Um ato de ignorância repulsiva quem chama Lula de cachaceiro. Como se quem bebesse cachaça estivesse obrigatoriamente associado aos alcoólatras das páginas da vida. Quando se sabe que os ingleses não abrem mão de duas doses de uísque sem gelo para acalmar a tensão do final do dia. Uísque, a preferência nacional da nossa burguesia, enquanto cachaça é relacionada a pessoas rudes e grosseiras. Até Aécio sabe que o melhor de nossas cachaças possui um sabor incomparável, assim como uísque vagabundo dá uma ressaca no dia seguinte que o faz jurar nunca mais enfiar pela goela abaixo qualquer coisa que lhe ofereçam.
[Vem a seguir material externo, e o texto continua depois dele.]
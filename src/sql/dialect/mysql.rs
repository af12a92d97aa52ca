//! MySQL SQL dialect.
//!
//! MySQL differences from ANSI:
//! - Backtick identifier quoting (`` `name` ``)
//! - Boolean is TINYINT(1), returns 1/0
//! - Backslash escapes inside string literals
//! - No `ILIKE`; `CAST(... AS CHAR)` for text

use super::helpers;
use super::SqlDialect;

/// MySQL SQL dialect.
#[derive(Debug, Clone, Copy)]
pub struct MySql;

impl SqlDialect for MySql {
    fn name(&self) -> &'static str {
        "mysql"
    }

    fn quote_identifier(&self, ident: &str) -> String {
        helpers::quote_backtick(ident)
    }

    fn quote_string(&self, s: &str) -> String {
        helpers::quote_string_mysql(s)
    }

    fn format_bool(&self, b: bool) -> &'static str {
        helpers::format_bool_numeric(b)
    }

    fn text_cast_type(&self) -> &'static str {
        // VARCHAR is not a valid CAST target in MySQL
        "CHAR"
    }
}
Então, por que associar Lula à pobreza da cachaça e o vinho francês à riqueza da estirpe de FHC? Porque ambos são a cara desses segmentos sociais, com o agravante de que, na cachaça, basta acender o fósforo para se ver o resultado: uma queimação de filme.
Inteligente seria estruturar com passos mais sólidos e rápidos essa segmentação dos destilados, e exportá-los, que é a solução. Só assim passaria a ser respeitado, como são hoje em dia o samba, a cabrocha, o futebol, a capoeira e outros pagodes – os marginalizados em outra época.
E por que não o presidente Lula como o garoto-propaganda da cachaça que não é água? Seria uma falta de ética associá-lo a um produto nacionalíssimo? Só se bebesse que nem o Yeltsin; caso contrário, iria faturar uma grana preta em termos de prestígio, o que seria antiético, pois redundaria em dividendos eleitorais.
Assim sendo, por força do preconceito contra a cachaça que encontra em Lula seu artífice, críticos contumazes, um tanto bêbados, incorrem na burrice de prejudicar nossa economia e desvalorizar a cultura nacional com um pensamento que vem desde o tempo do império e que só contribui para manter em baixa nossa auto-estima.
Com essas futricas que mal disfarçam um desforço de classes sociais que não cabe num país miscigenado, empurramos com a barriga um acerto de contas em favor de um país tropical mais justo e com menos desigualdade nos ganhos.
Lula irritou a burguesia, menos pelo mensalão e dossiê e mais por afrontá-los com um discurso que, por vezes, beirou a megalomania e o sapato alto. Essa presunção foi punida nas urnas.
No entanto, cachaça só dá boas idéias.